+++ Records shown +++
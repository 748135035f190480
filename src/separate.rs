//! Entry point choosing between the fixer and a subpath separator.
//!
//! Paths with the same number of subpaths are made compatible by the fixer.
//! Anything else is handed to a [`Separator`], which splits or merges
//! subpaths and returns its own interpolator.

use serde::{Deserialize, Serialize};
use svgr::{MutationError, Path};

use crate::error::Result;
use crate::fix::{FixOutcome, Fixer};
use crate::options::FixOptions;

/// Maps `t` in [0, 1] to path data.
pub type Interpolator = Box<dyn Fn(f64) -> String>;

#[derive(Debug, Clone, Copy, Default, PartialEq, Eq, Serialize, Deserialize)]
#[serde(default)]
pub struct SeparateOptions {
    /// Morph into a single combined target instead of one shape per target.
    pub single: bool,
}

pub trait Separator {
    fn separate(&self, from: &str, to: &[&str], options: SeparateOptions) -> Result<Interpolator>;
}

impl<F> Separator for F
where F: Fn(&str, &[&str], SeparateOptions) -> Result<Interpolator>
{
    fn separate(&self, from: &str, to: &[&str], options: SeparateOptions) -> Result<Interpolator> {
	(self)(from, to, options)
    }
}

pub enum Morph {
    Fixed(FixOutcome),
    Separated(Interpolator),
}

impl Morph {
    pub fn interpolator(self) -> Result<Interpolator> {
	match self {
	    Morph::Fixed(outcome) => {
		if !outcome.is_compatible() {
		    return Err(MutationError::Incompatible {
			reason: format!("{} command pairs could not be unified", outcome.residual.len()),
		    }
		    .into());
		}
		let FixOutcome { from, to, .. } = outcome;
		Ok(Box::new(move |t: f64| match from.interpolate(&to, t) {
		    Ok(path) => path.to_string(),
		    Err(_) => from.to_string(),
		}))
	    },
	    Morph::Separated(interpolator) => Ok(interpolator),
	}
    }
}

impl std::fmt::Debug for Morph {
    fn fmt(&self, f: &mut std::fmt::Formatter<'_>) -> std::fmt::Result {
	match self {
	    Morph::Fixed(outcome) => f.debug_tuple("Fixed").field(outcome).finish(),
	    Morph::Separated(_) => f.write_str("Separated(..)"),
	}
    }
}

/// Parses both paths, then fixes them when their subpath counts match and
/// separates them otherwise.
pub fn morph(from: &str, to: &str, options: &FixOptions, separator: &impl Separator) -> Result<Morph> {
    let from_path = Path::parse(from)?;
    let to_path = Path::parse(to)?;

    if from_path.subpaths().len() == to_path.subpaths().len() {
	let outcome = Fixer::new(options.clone()).auto_fix(&from_path, &to_path)?;
	return Ok(Morph::Fixed(outcome));
    }

    tracing::debug!(
	from = from_path.subpaths().len(),
	to = to_path.subpaths().len(),
	"subpath counts differ, separating"
    );
    let interpolator = separator.separate(from, &[to], SeparateOptions::default())?;
    Ok(Morph::Separated(interpolator))
}

#[cfg(test)]
mod tests {
    use super::*;
    use std::cell::Cell;

    fn refuse(_: &str, _: &[&str], _: SeparateOptions) -> Result<Interpolator> {
	Err(crate::error::MorphError::SubPathCount { from: 0, to: 0 })
    }

    #[test]
    fn matching_counts_go_through_the_fixer() {
	let morph = morph("M 0 0 L 10 0 L 10 10", "M 0 0 L 10 10", &FixOptions::default(), &refuse).unwrap();
	assert!(matches!(morph, Morph::Fixed(_)));

	let interpolate = morph.interpolator().unwrap();
	assert_eq!(interpolate(0.0), "M 0 0 L 10 0 L 10 10");
	assert_eq!(interpolate(1.0).split(' ').filter(|t| *t == "L").count(), 2);
    }

    #[test]
    fn differing_counts_go_to_the_separator() {
	let calls = Cell::new(0);
	let separator = |from: &str, to: &[&str], options: SeparateOptions| -> Result<Interpolator> {
	    calls.set(calls.get() + 1);
	    assert_eq!(to.len(), 1);
	    assert!(!options.single);
	    let (from, to) = (from.to_string(), to[0].to_string());
	    Ok(Box::new(move |t: f64| if t < 0.5 { from.clone() } else { to.clone() }))
	};

	let morph = morph("M 0 0 L 1 1 M 5 5 L 6 6", "M 0 0 L 2 2", &FixOptions::default(), &separator).unwrap();
	assert_eq!(calls.get(), 1);
	assert_eq!(morph.interpolator().unwrap()(1.0), "M 0 0 L 2 2");
    }

    #[test]
    fn residual_mismatch_has_no_interpolator() {
	let morph = morph("M 0 0 A 5 5 0 0 1 10 0", "M 0 0 L 10 0", &FixOptions::default(), &refuse).unwrap();
	assert!(morph.interpolator().is_err());
    }

    #[test]
    fn parse_errors_surface() {
	assert!(matches!(
	    morph("L 0 0", "M 0 0", &FixOptions::default(), &refuse),
	    Err(crate::error::MorphError::Parse(_))
	));
    }
}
+++
### [Requirement]
How many lines of the entries above include the word "Fixed"? Answer with the number only.

### [Answer to the problem]
5